Belas paisagens e o período de férias escolares são um convite para aproveitar as praias de água doce do Tocantins. No entanto, o clima de diversão deve ser acompanhado de cautela durante os banhos de rio, especialmente para evitar afogamentos, que costumam ocorrer com maior frequência nesta época do ano.
O técnico em Segurança do Trabalho do Hospital de Doenças Tropicais da Universidade Federal do Norte do Tocantins (HDT-UFNT/HU Brasil), Marcos André Pereira, destaca que o excesso de confiança, o consumo de bebidas alcoólicas, o desconhecimento do local, os banhos em áreas profundas ou com correnteza e a falta de supervisão de crianças estão entre os principais fatores de risco.
“Nos rios Tocantins e Araguaia, existem locais onde a profundidade muda de forma repentina, além de buracos, bancos de areia e correntezas que podem surpreender até quem sabe nadar”, afirma.
O Tocantins apresenta o quinto índice mais crítico de mortes por afogamento no país, com média de 71 óbitos por ano, segundo levantamento da Sociedade Brasileira de Salvamento Aquático (Sobrasa). Crianças e adolescentes estão entre os grupos mais vulneráveis.
Dados do Ministério da Saúde mostram que 43% dos casos de afogamento envolvendo pessoas de até 14 anos ocorrem em águas naturais, como rios, represas e lagos.
Cuidados necessários
Diante desse cenário, Marcos André reforça a necessidade de cuidados redobrados. “As crianças devem permanecer sempre sob a supervisão de um adulto.
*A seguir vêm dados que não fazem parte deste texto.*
//! Splits delimited text into trimmed fields
//!
//! Tokenizing (quotes, escapes, comments) is left to the `csv` crate. This wrapper decodes and
//! trims the fields and decides what happens to rows that do not tokenize cleanly.

use std::io::Read;

use csv::{ByteRecord, ErrorKind, ReaderBuilder};
use log::{debug, warn};

use crate::config::{Encoding, TokenizerConfig};

use super::ParseError;

/// Yields one field sequence per input row
pub struct FieldTokenizer<R> {
    reader: csv::Reader<R>,
    config: TokenizerConfig,
    record: ByteRecord,
}

impl<R: Read> FieldTokenizer<R> {
    pub fn new(reader: R, config: &TokenizerConfig) -> Self {
        if !config.skip_empty_lines {
            warn!("Empty lines never produce rows, they are always skipped");
        }
        // a custom escape character replaces the RFC 4180 doubled quote
        let double_quote = config.escape.is_none_or(|escape| escape == config.quote);
        let reader = ReaderBuilder::new()
            .delimiter(config.delimiter)
            .quote(config.quote)
            .escape(config.escape.filter(|_| !double_quote))
            .double_quote(double_quote)
            .comment(config.comment)
            .has_headers(false)
            // rows must match the column count of the first row
            .flexible(false)
            .trim(csv::Trim::None)
            .from_reader(reader);
        Self {
            reader,
            config: config.clone(),
            record: ByteRecord::new(),
        }
    }

    fn decode_field(&self, bytes: &[u8]) -> Option<String> {
        let field = match self.config.encoding {
            Encoding::Utf8 => std::str::from_utf8(bytes).ok()?.to_string(),
            Encoding::Ascii if bytes.is_ascii() => String::from_utf8_lossy(bytes).into_owned(),
            Encoding::Ascii => return None,
            Encoding::Latin1 => bytes.iter().map(|&b| char::from(b)).collect(),
        };
        let field = match (self.config.trim_start, self.config.trim_end) {
            (true, true) => field.trim(),
            (true, false) => field.trim_start(),
            (false, true) => field.trim_end(),
            (false, false) => return Some(field),
        };
        Some(field.to_string())
    }

    fn decode_record(&self) -> Option<Vec<String>> {
        self.record
            .iter()
            .map(|bytes| self.decode_field(bytes))
            .collect()
    }

    fn line(&self) -> u64 {
        self.record.position().map_or(0, |pos| pos.line())
    }
}

/// Errors that only concern the row being read, after which reading can continue
fn is_row_error(e: &csv::Error) -> bool {
    matches!(
        e.kind(),
        ErrorKind::UnequalLengths { .. } | ErrorKind::Utf8 { .. }
    )
}

impl<R: Read> Iterator for FieldTokenizer<R> {
    type Item = Result<Vec<String>, ParseError>;

    fn next(&mut self) -> Option<Self::Item> {
        loop {
            match self.reader.read_byte_record(&mut self.record) {
                Ok(false) => return None,
                Ok(true) => match self.decode_record() {
                    Some(fields) => return Some(Ok(fields)),
                    None if self.config.skip_lines_with_error => {
                        debug!("Skipping line {} with invalid encoding", self.line());
                    }
                    None => {
                        return Some(Err(ParseError::Encoding {
                            line: self.line(),
                            encoding: self.config.encoding,
                        }));
                    }
                },
                Err(e) if self.config.skip_lines_with_error && is_row_error(&e) => {
                    debug!("Skipping malformed row: {}", e);
                }
                Err(e) => return Some(Err(e.into())),
            }
        }
    }
}

#[cfg(test)]
mod tests {
    use super::*;

    fn tokenize(input: &[u8], config: &TokenizerConfig) -> Vec<Result<Vec<String>, ParseError>> {
        FieldTokenizer::new(input, config).collect()
    }

    fn fields(input: &[u8], config: &TokenizerConfig) -> Vec<Vec<String>> {
        tokenize(input, config)
            .into_iter()
            .map(|row| row.unwrap())
            .collect()
    }

    fn ascii_config() -> TokenizerConfig {
        TokenizerConfig {
            delimiter: b'|',
            trim_start: true,
            trim_end: true,
            skip_lines_with_error: true,
            ..TokenizerConfig::default()
        }
    }

    #[test]
    fn test_trimmed_fields() {
        let rows = fields(b"  one | two \n   1 | foo\n", &ascii_config());
        assert_eq!(rows, vec![vec!["one", "two"], vec!["1", "foo"]]);
    }

    #[test]
    fn test_partial_trim() {
        let config = TokenizerConfig {
            trim_start: true,
            ..TokenizerConfig::default()
        };
        assert_eq!(fields(b" a , b \n", &config), vec![vec!["a ", "b "]]);

        let config = TokenizerConfig {
            trim_end: true,
            ..TokenizerConfig::default()
        };
        assert_eq!(fields(b" a , b \n", &config), vec![vec![" a", " b"]]);
    }

    #[test]
    fn test_skip_rows_with_wrong_field_count() {
        let rows = fields(b"one | two\n-----+-----\n1 | foo\n(1 row)\n   \n", &ascii_config());
        assert_eq!(rows, vec![vec!["one", "two"], vec!["1", "foo"]]);
    }

    #[test]
    fn test_wrong_field_count_is_fatal_without_skipping() {
        let rows = tokenize(b"a,b\n1\n2,3\n", &TokenizerConfig::default());
        assert_eq!(rows.len(), 3);
        assert!(matches!(rows[1], Err(ParseError::Csv(_))));
    }

    #[test]
    fn test_quotes_comments_and_escapes() {
        let config = TokenizerConfig {
            comment: Some(b'#'),
            ..TokenizerConfig::default()
        };
        let rows = fields(b"# comment\n\"a,b\",\"say \"\"hi\"\"\"\n", &config);
        assert_eq!(rows, vec![vec!["a,b", "say \"hi\""]]);

        let config = TokenizerConfig {
            escape: Some(b'\\'),
            ..TokenizerConfig::default()
        };
        let rows = fields(b"\"say \\\"hi\\\"\",x\n", &config);
        assert_eq!(rows, vec![vec!["say \"hi\"", "x"]]);
    }

    #[test]
    fn test_encodings() {
        let config = TokenizerConfig {
            encoding: Encoding::Latin1,
            ..TokenizerConfig::default()
        };
        assert_eq!(fields(b"caf\xe9,1\n", &config), vec![vec!["café", "1"]]);

        let rows = tokenize(b"caf\xe9,1\n", &TokenizerConfig::default());
        assert!(matches!(rows[0], Err(ParseError::Encoding { line: 1, .. })));

        let config = TokenizerConfig {
            encoding: Encoding::Ascii,
            skip_lines_with_error: true,
            ..TokenizerConfig::default()
        };
        assert_eq!(fields("a,b\né,c\nd,e\n".as_bytes(), &config), vec![vec!["a", "b"], vec!["d", "e"]]);
    }
}
//! Runs the parsing pipeline over stdin and writes the records or chart to stdout

use std::io::{self, BufRead, Write};

use anyhow::{Context, Result};
use log::debug;
use terminal_size::{Width, terminal_size};

use crate::{
    chart::{
        render::render_chart,
        select::{SelectionOptions, select_series},
    },
    config::{ChartConfig, OutputConfig, ResolvedConfig},
    limit::RecordLimiter,
    parsers::{RecordStream, record_stream},
    record::Record,
};

/// Columns taken by the y-axis labels and axis of a chart
const CHART_MARGIN: usize = 13;

/// Number of points that fit in a terminal of the given width, at least one
fn terminal_points(width: u16) -> usize {
    (width as usize).saturating_sub(CHART_MARGIN).max(1)
}

/// Prints each record as a JSON object on its own line
fn print_records<W: Write>(records: RecordStream, out: &mut W) -> Result<()> {
    let mut count = 0;
    for record in records {
        let record = record.context("Failed to parse input")?;
        serde_json::to_writer(&mut *out, &record).context("Failed to write record")?;
        writeln!(out)?;
        count += 1;
    }
    debug!("Printed {} records", count);
    Ok(())
}

/// Collects every record, then selects and renders the series
fn print_chart<W: Write>(records: RecordStream, config: &ChartConfig, out: &mut W) -> Result<()> {
    let records: Vec<Record> = records
        .collect::<Result<_, _>>()
        .context("Failed to parse input")?;
    debug!("Charting {} records", records.len());
    let options = SelectionOptions {
        x_axis: config.x_axis.as_deref(),
        series: &config.series,
        sort: config.sort,
    };
    let selection = select_series(records, &options).context("Failed to select chart series")?;
    let chart = render_chart(&selection, config.height, &config.colors);
    writeln!(out, "{}", chart)?;
    Ok(())
}

/// Parses `reader` according to `config` and writes the result to `out`
pub fn run_with<R: BufRead, W: Write>(
    config: &ResolvedConfig,
    reader: R,
    out: &mut W,
) -> Result<()> {
    let mut records = record_stream(&config.input, reader);
    if let Some(limit) = config.limit {
        debug!("Limiting input to {} records", limit);
        records = Box::new(RecordLimiter::new(records, limit));
    }
    match &config.output {
        OutputConfig::Records => print_records(records, out),
        OutputConfig::Chart(chart) => print_chart(records, chart, out),
    }
}

/// Runs the pipeline over stdin and stdout.
///
/// A chart without an explicit width is fitted to the terminal, if there is one.
pub fn run(config: &ResolvedConfig) -> Result<()> {
    let mut config = config.clone();
    if let OutputConfig::Chart(chart) = &config.output {
        if chart.width.is_none() && config.limit.is_none() {
            if let Some((Width(width), _)) = terminal_size() {
                let points = terminal_points(width);
                debug!("Fitting chart to terminal width, {} points", points);
                config.limit = Some(points);
            }
        }
    }
    let stdin = io::stdin();
    let stdout = io::stdout();
    let mut out = stdout.lock();
    run_with(&config, stdin.lock(), &mut out)?;
    out.flush().context("Failed to flush stdout")
}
É importante saber que boias de braço e brinquedos infláveis não substituem essa vigilância. Também é recomendado o uso de colete salva-vidas em embarcações ou em áreas mais profundas”, orienta.
Entre os adolescentes, o especialista chama a atenção para comportamentos de risco, como desafios entre amigos e saltos na água sem conhecimento prévio da profundidade do local.
“Saltar em rios sem conhecer a profundidade pode causar lesões graves na coluna ou traumatismos. A mensagem principal é que coragem não é assumir riscos desnecessários, mas reconhecer os próprios limites e respeitar a força da água”, destaca.
Ação rápida faz diferença
Além dos cuidados para prevenir acidentes, é importante saber como agir diante de uma situação de afogamento. A primeira medida é acionar imediatamente o Corpo de Bombeiros.
Pessoas sem treinamento em salvamento não devem entrar na água, pois correm o risco de se tornar outra vítima. “O mais seguro é tentar lançar um objeto que flutue, como uma boia, um galão, uma garrafa PET vazia, uma corda ou um galho, orientando a vítima a se segurar”, explica o especialista.
Em uma situação de afogamento, manter a calma também é fundamental. A pessoa deve tentar flutuar de costas, manter as vias aéreas fora da água e sinalizar por socorro levantando um dos braços.
Se estiver sendo levada pela correnteza, não deve tentar nadar diretamente contra a força da água. A recomendação é nadar em diagonal em direção à margem ou buscar um ponto com correnteza mais fraca. Caso esteja cansada, a orientação é permanecer flutuando até conseguir ajuda ou alcançar um local seguro.
Para aproveitar o período de férias com segurança, Marcos André recomenda evitar áreas profundas, travessias de rios e locais sem guarda-vidas.
“Sempre escolha pontos seguros para banho e oriente as crianças a nunca entrarem sozinhas na água”, finaliza.
Sobre a HU Brasil
O HDT-UFNT integra a Rede HU Brasil desde 2015. Criada pela Lei nº 12.550/2011 e vinculada ao Ministério da Educação (MEC), a estatal tem como nome oficial Empresa Brasileira de Serviços Hospitalares (Ebserh).
A instituição é responsável pela administração de 47 hospitais universitários federais em 25 unidades da Federação.